The problem: Make a verbatim copy of all the records.

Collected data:
§ §
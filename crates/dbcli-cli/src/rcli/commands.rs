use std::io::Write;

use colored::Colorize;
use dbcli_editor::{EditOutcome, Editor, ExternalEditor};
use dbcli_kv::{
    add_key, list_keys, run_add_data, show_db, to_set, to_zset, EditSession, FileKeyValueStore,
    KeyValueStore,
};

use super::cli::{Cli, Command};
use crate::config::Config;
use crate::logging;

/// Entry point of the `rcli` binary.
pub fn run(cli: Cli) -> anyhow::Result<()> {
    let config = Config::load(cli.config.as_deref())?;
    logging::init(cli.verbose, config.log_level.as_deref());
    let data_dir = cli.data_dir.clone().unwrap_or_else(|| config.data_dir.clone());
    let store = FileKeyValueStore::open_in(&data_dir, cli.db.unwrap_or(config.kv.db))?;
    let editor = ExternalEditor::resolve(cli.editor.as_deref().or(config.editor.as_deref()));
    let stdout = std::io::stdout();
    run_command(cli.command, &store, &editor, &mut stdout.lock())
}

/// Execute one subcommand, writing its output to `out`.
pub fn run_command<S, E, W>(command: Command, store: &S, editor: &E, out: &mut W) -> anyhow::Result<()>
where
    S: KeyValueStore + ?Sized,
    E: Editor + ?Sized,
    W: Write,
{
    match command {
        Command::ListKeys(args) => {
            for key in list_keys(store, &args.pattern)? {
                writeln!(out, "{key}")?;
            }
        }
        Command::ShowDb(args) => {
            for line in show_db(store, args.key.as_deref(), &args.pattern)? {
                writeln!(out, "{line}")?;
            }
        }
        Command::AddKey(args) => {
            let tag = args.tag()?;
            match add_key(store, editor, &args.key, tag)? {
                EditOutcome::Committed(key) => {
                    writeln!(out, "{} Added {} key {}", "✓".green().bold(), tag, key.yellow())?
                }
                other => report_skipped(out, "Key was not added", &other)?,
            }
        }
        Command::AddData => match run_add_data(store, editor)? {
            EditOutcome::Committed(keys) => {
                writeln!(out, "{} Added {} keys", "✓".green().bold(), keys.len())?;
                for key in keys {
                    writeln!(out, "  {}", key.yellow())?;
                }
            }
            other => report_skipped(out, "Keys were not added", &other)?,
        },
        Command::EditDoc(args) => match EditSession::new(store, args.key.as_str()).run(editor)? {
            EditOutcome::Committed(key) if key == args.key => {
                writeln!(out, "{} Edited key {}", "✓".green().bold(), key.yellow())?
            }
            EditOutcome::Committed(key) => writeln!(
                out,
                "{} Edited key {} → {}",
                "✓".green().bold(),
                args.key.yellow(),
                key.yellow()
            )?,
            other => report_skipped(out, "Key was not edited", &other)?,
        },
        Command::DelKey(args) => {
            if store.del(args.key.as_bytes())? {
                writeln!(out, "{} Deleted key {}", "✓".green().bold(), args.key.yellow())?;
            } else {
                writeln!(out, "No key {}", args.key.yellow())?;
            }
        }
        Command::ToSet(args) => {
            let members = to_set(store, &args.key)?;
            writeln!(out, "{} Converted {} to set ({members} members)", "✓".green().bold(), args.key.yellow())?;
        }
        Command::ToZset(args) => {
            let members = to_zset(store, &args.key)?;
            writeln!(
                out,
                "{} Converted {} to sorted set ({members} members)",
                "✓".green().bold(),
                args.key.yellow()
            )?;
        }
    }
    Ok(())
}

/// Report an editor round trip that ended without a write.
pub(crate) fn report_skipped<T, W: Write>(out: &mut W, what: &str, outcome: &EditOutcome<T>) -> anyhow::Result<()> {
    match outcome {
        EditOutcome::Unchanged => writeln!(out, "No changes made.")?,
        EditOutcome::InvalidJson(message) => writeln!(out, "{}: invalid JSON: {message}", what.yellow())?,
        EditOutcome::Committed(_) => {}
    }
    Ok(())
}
§ §
Result for this task:
filename crates/dbcli-cli/src/rcli/commands.rs
use std::io::Write;

use colored::Colorize;
use dbcli_editor::{EditOutcome, Editor, ExternalEditor};
use dbcli_kv::{
    add_key, list_keys, run_add_data, show_db, to_set, to_zset, EditSession, FileKeyValueStore,
    KeyValueStore,
};

use super::cli::{Cli, Command};
use crate::config::Config;
use crate::logging;

/// Entry point of the `rcli` binary.
pub fn run(cli: Cli) -> anyhow::Result<()> {
    let config = Config::load(cli.config.as_deref())?;
    logging::init(cli.verbose, config.log_level.as_deref());
    let data_dir = cli.data_dir.clone().unwrap_or_else(|| config.data_dir.clone());
    let store = FileKeyValueStore::open_in(&data_dir, cli.db.unwrap_or(config.kv.db))?;
    let editor = ExternalEditor::resolve(cli.editor.as_deref().or(config.editor.as_deref()));
    let stdout = std::io::stdout();
    run_command(cli.command, &store, &editor, &mut stdout.lock())
}

/// Execute one subcommand, writing its output to `out`.
pub fn run_command<S, E, W>(command: Command, store: &S, editor: &E, out: &mut W) -> anyhow::Result<()>
where
    S: KeyValueStore + ?Sized,
    E: Editor + ?Sized,
    W: Write,
{
    match command {
        Command::ListKeys(args) => {
            for key in list_keys(store, &args.pattern)? {
                writeln!(out, "{key}")?;
            }
        }
        Command::ShowDb(args) => {
            for line in show_db(store, args.key.as_deref(), &args.pattern)? {
                writeln!(out, "{line}")?;
            }
        }
        Command::AddKey(args) => {
            let tag = args.tag()?;
            match add_key(store, editor, &args.key, tag)? {
                EditOutcome::Committed(key) => {
                    writeln!(out, "{} Added {} key {}", "✓".green().bold(), tag, key.yellow())?
                }
                other => report_skipped(out, "Key was not added", &other)?,
            }
        }
        Command::AddData => match run_add_data(store, editor)? {
            EditOutcome::Committed(keys) => {
                writeln!(out, "{} Added {} keys", "✓".green().bold(), keys.len())?;
                for key in keys {
                    writeln!(out, "  {}", key.yellow())?;
                }
            }
            other => report_skipped(out, "Keys were not added", &other)?,
        },
        Command::EditDoc(args) => match EditSession::new(store, args.key.as_str()).run(editor)? {
            EditOutcome::Committed(key) if key == args.key => {
                writeln!(out, "{} Edited key {}", "✓".green().bold(), key.yellow())?
            }
            EditOutcome::Committed(key) => writeln!(
                out,
                "{} Edited key {} → {}",
                "✓".green().bold(),
                args.key.yellow(),
                key.yellow()
            )?,
            other => report_skipped(out, "Key was not edited", &other)?,
        },
        Command::DelKey(args) => {
            if store.del(args.key.as_bytes())? {
                writeln!(out, "{} Deleted key {}", "✓".green().bold(), args.key.yellow())?;
            } else {
                writeln!(out, "No key {}", args.key.yellow())?;
            }
        }
        Command::ToSet(args) => {
            let members = to_set(store, &args.key)?;
            writeln!(out, "{} Converted {} to set ({members} members)", "✓".green().bold(), args.key.yellow())?;
        }
        Command::ToZset(args) => {
            let members = to_zset(store, &args.key)?;
            writeln!(
                out,
                "{} Converted {} to sorted set ({members} members)",
                "✓".green().bold(),
                args.key.yellow()
            )?;
        }
    }
    Ok(())
}

/// Report an editor round trip that ended without a write.
pub(crate) fn report_skipped<T, W: Write>(out: &mut W, what: &str, outcome: &EditOutcome<T>) -> anyhow::Result<()> {
    match outcome {
        EditOutcome::Unchanged => writeln!(out, "No changes made.")?,
        EditOutcome::InvalidJson(message) => writeln!(out, "{}: invalid JSON: {message}", what.yellow())?,
        EditOutcome::Committed(_) => {}
    }
    Ok(())
}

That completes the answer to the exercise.